Of course, as mentioned, the 4 cup coffee makers (or larger) are home standards, giving just the right size and convenience for personal use. Yet even within this specific item there are several variations: there are built in 4 cup coffee makers or free standing ones; automatic drip-brew varieties that have a pot or other ones that directly employ cups as the recipients (cutting out the extra dirty dish). There are French press coffee makers and there are espresso machines, or there are percolators as well as vacuum brewers.
Due to the tremendous hordes of coffee drinkers out there, it has become necessary to enable large groups of people to enjoy coffee simultaneously—and hence the traditional home 4 cup coffee makers simply couldn't step up for the job.
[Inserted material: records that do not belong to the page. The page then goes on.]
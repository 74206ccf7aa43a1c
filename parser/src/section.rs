use crate::base_grammar::{section_header, Grammar, SeqOut};
use crate::{PropertyMap, PropertyValue};
use serde::{Deserialize, Serialize};
use std::collections::BTreeMap;
use tracing::{debug, trace};

/// Section titles printed by the planner and the key prefixes they map to.
pub const DEFAULT_SECTIONS: &[(&str, &str)] = &[
    ("Successor generator", "succgen"),
    ("Axiom evaluator", "axiom"),
    ("FFHeuristic", "ff"),
];

/// Canonical section title -> property key prefix.
#[derive(Debug, Clone, PartialEq, Eq, Serialize, Deserialize)]
#[serde(transparent)]
pub struct SectionTable(BTreeMap<String, String>);

impl SectionTable {
    pub fn new() -> Self {
        Self(BTreeMap::new())
    }

    pub fn insert(&mut self, title: impl Into<String>, prefix: impl Into<String>) {
        self.0.insert(title.into(), prefix.into());
    }

    pub fn prefix_for(&self, title: &str) -> Option<&str> {
        self.0.get(title).map(String::as_str)
    }

    /// Distinct prefixes, sorted.
    pub fn prefixes(&self) -> Vec<&str> {
        let mut prefixes: Vec<&str> = self.0.values().map(String::as_str).collect();
        prefixes.sort_unstable();
        prefixes.dedup();
        prefixes
    }

    pub fn is_empty(&self) -> bool {
        self.0.is_empty()
    }
}

impl Default for SectionTable {
    fn default() -> Self {
        DEFAULT_SECTIONS.iter().copied().collect()
    }
}

impl<T: Into<String>, P: Into<String>> FromIterator<(T, P)> for SectionTable {
    fn from_iter<I: IntoIterator<Item = (T, P)>>(iter: I) -> Self {
        Self(iter.into_iter().map(|(t, p)| (t.into(), p.into())).collect())
    }
}

/// Scanner state between two lines: the prefix of the section being read,
/// or `None` outside any recognized section.
#[derive(Debug, Clone, Copy, Default, PartialEq, Eq)]
pub struct ScanState<'a> {
    pub section: Option<&'a str>,
}

/// Walks a log line by line and files grammar matches under
/// `{prefix}_{suffix}` keys of the section currently open.
pub struct SectionScanner<'a> {
    grammar: Grammar,
    table: &'a SectionTable,
}

impl<'a> SectionScanner<'a> {
    pub fn new(grammar: Grammar, table: &'a SectionTable) -> Self {
        Self { grammar, table }
    }

    /// Processes one line and returns the state for the next one.
    pub fn step(&self, state: ScanState<'a>, line: &str, props: &mut PropertyMap) -> ScanState<'a> {
        let line = line.trim();
        if line.is_empty() {
            return state;
        }

        if let Some(title) = section_header(line) {
            let section = self.table.prefix_for(title);
            if section.is_none() {
                trace!(title, "Unrecognized section, clearing scope");
            }
            return ScanState { section };
        }

        let Some(prefix) = state.section else {
            return state;
        };

        if let Some(values) = self.grammar.rules().iter().find_map(|rule| rule.apply(line)) {
            for (suffix, value) in values {
                props.insert(format!("{prefix}_{suffix}"), value);
            }
        }

        state
    }

    /// Scans the whole document, then derives the per-section
    /// sequential-out times.
    pub fn scan(&self, text: &str, props: &mut PropertyMap) {
        let before = props.len();
        let mut state = ScanState::default();

        for line in text.lines() {
            state = self.step(state, line, props);
        }

        self.add_seq_out(props);

        debug!(
            grammar = %self.grammar,
            written = props.len().saturating_sub(before),
            "Scanned section blocks"
        );
    }

    fn add_seq_out(&self, props: &mut PropertyMap) {
        for prefix in self.table.prefixes() {
            for pair in self.grammar.seq_out_pairs() {
                if let Some(value) = seq_out(props, prefix, pair) {
                    props.insert(format!("{prefix}_{}", pair.out), value);
                }
            }
        }
    }
}

fn seq_out(props: &PropertyMap, prefix: &str, pair: &SeqOut) -> Option<PropertyValue> {
    let total = props.get(&format!("{prefix}_{}", pair.total))?;
    let par = props.get(&format!("{prefix}_{}", pair.par))?;

    match (total, par) {
        (PropertyValue::Int(t), PropertyValue::Int(p)) => Some(PropertyValue::Int((t - p).max(0))),
        _ => {
            let (t, p) = (total.as_f64()?, par.as_f64()?);
            Some(PropertyValue::Float((t - p).max(0.0)))
        }
    }
}

#[cfg(test)]
mod tests {
    use super::*;

    const COLON_LOG: &str = "\
[GBFS] Plan found.
[Successor generator] Summary
[ProgramStatistics] T_par_region - wallclock time inside parallel region: 0 ms
[ProgramStatistics] T_total - wallclock time total: 0 ms
[ProgramStatistics] Parallel fraction: 1.00
[AggregatedRuleStatistics] Number of samples: 3
[Axiom evaluator] Summary
[ProgramStatistics] T_par_region - wallclock time inside parallel region: 0 ms
[ProgramStatistics] T_total - wallclock time total: 0 ms
[AggregatedRuleStatistics] Number of samples: 0
[FFHeuristic] Summary
[ProgramStatistics] T_par_region - wallclock time inside parallel region: 2 ms
[ProgramStatistics] T_total - wallclock time total: 5 ms
[ProgramStatistics] Parallel fraction: 0.40
[AggregatedRuleStatistics] Number of samples: 7
[Total] Peak memory usage: 21311488 bytes
";

    fn scan(grammar: Grammar, text: &str) -> PropertyMap {
        let table = SectionTable::default();
        let mut props = PropertyMap::new();
        SectionScanner::new(grammar, &table).scan(text, &mut props);
        props
    }

    #[test]
    fn test_step_threads_state() {
        let table = SectionTable::default();
        let scanner = SectionScanner::new(Grammar::LegacyColon, &table);
        let mut props = PropertyMap::new();

        let state = scanner.step(ScanState::default(), "[FFHeuristic] Summary", &mut props);
        assert_eq!(state.section, Some("ff"));

        let state = scanner.step(state, "   ", &mut props);
        assert_eq!(state.section, Some("ff"));

        let state = scanner.step(state, "[Mystery block] Summary", &mut props);
        assert_eq!(state.section, None);
        assert!(props.is_empty());
    }

    #[test]
    fn test_sections_are_isolated() {
        let text = "\
[Successor generator] Summary
[ProgramStatistics] Num executions: 10
[FFHeuristic] Summary
[ProgramStatistics] Num executions: 7
";
        let props = scan(Grammar::LegacyColon, text);
        assert_eq!(props.get_i64("succgen_prog_n_exec"), Some(10));
        assert_eq!(props.get_i64("ff_prog_n_exec"), Some(7));
        assert!(!props.contains_key("axiom_prog_n_exec"));
    }

    #[test]
    fn test_zero_valued_block_emits_zeros() {
        let props = scan(Grammar::LegacyColon, COLON_LOG);
        assert_eq!(props.get_i64("axiom_par_ms"), Some(0));
        assert_eq!(props.get_i64("axiom_total_ms"), Some(0));
        assert_eq!(props.get_i64("axiom_rule_samples"), Some(0));
        assert_eq!(props.get_i64("axiom_seq_out_ms"), Some(0));
        // no "Parallel fraction" line in that block
        assert!(!props.contains_key("axiom_par_frac"));
    }

    #[test]
    fn test_seq_out_is_total_minus_parallel() {
        let props = scan(Grammar::LegacyColon, COLON_LOG);
        assert_eq!(props.get_i64("ff_seq_out_ms"), Some(3));
        assert_eq!(props.get_f64("ff_par_frac"), Some(0.4));
        assert_eq!(props.get_i64("ff_rule_samples"), Some(7));
    }

    #[test]
    fn test_seq_out_never_negative() {
        let text = "\
[FFHeuristic] Summary
[ProgramStatistics] T_par_region - wallclock time inside parallel region: 6 ms
[ProgramStatistics] T_total - wallclock time total: 5 ms
";
        let props = scan(Grammar::LegacyColon, text);
        assert_eq!(props.get_i64("ff_seq_out_ms"), Some(0));
    }

    #[test]
    fn test_unknown_section_body_is_discarded() {
        let text = "\
[FFHeuristic] Summary
[ProgramStatistics] T_total - wallclock time total: 5 ms
[Landmarks] Summary
[ProgramStatistics] T_total - wallclock time total: 99 ms
";
        let props = scan(Grammar::LegacyColon, text);
        assert_eq!(props.get_i64("ff_total_ms"), Some(5));
        assert_eq!(props.len(), 1);
    }

    #[test]
    fn test_lines_before_first_header_are_ignored() {
        let text = "[ProgramStatistics] T_total - wallclock time total: 5 ms\n";
        assert!(scan(Grammar::LegacyColon, text).is_empty());
    }

    #[test]
    fn test_dual_unit_writes_both_keys_and_both_seq_out() {
        let text = "\
[Successor generator] Summary
[ProgramStatistics] T_par_region - wallclock time inside parallel region: 1 ms (1500000 ns)
[ProgramStatistics] T_total - wallclock time total: 3 ms (3250000 ns)
";
        let props = scan(Grammar::DualUnit, text);
        assert_eq!(props.get_i64("succgen_par_ms"), Some(1));
        assert_eq!(props.get_i64("succgen_par_ns"), Some(1_500_000));
        assert_eq!(props.get_i64("succgen_total_ns"), Some(3_250_000));
        assert_eq!(props.get_i64("succgen_seq_out_ms"), Some(2));
        assert_eq!(props.get_i64("succgen_seq_out_ns"), Some(1_750_000));
    }

    #[test]
    fn test_equals_pipe_seq_out_uses_program_totals() {
        let text = "\
[FFHeuristic] Summary
[ProgramStatistics] T_par  =       4296 ms | parallel time
[ProgramStatistics] T_tot  =       5774 ms | total time
";
        let props = scan(Grammar::EqualsPipe, text);
        assert_eq!(props.get_i64("ff_seq_out_ms"), Some(1478));
    }

    #[test]
    fn test_custom_table() {
        let table: SectionTable = vec![("Landmarks", "lm")].into_iter().collect();
        let mut props = PropertyMap::new();
        SectionScanner::new(Grammar::LegacyColon, &table).scan(
            "[Landmarks] Summary\n[ProgramStatistics] T_total - wallclock time total: 9 ms\n",
            &mut props,
        );
        assert_eq!(props.get_i64("lm_total_ms"), Some(9));
    }
}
At church receptions and in many office buildings throughout the world, consequently, it is common to see very large and efficient coffee makers that drastically increase coffee serving capacity. Generally these larger coffee makers are percolators, which is simply the simplest and most efficient form of preparing a good cup (these use a simple siphoning technique to get the heated water up to the filter where all the grounds are, and from there gravity simply takes over).
Coffee makers have made it so far that in today's homes, with the right circuiting installed, a person can automatically program their coffee maker to come on at a certain time and turn off at a certain, thereby ensuring that there is a batch being brewed up in all the right moments of the day. Does your coffee maker give you that much freedom?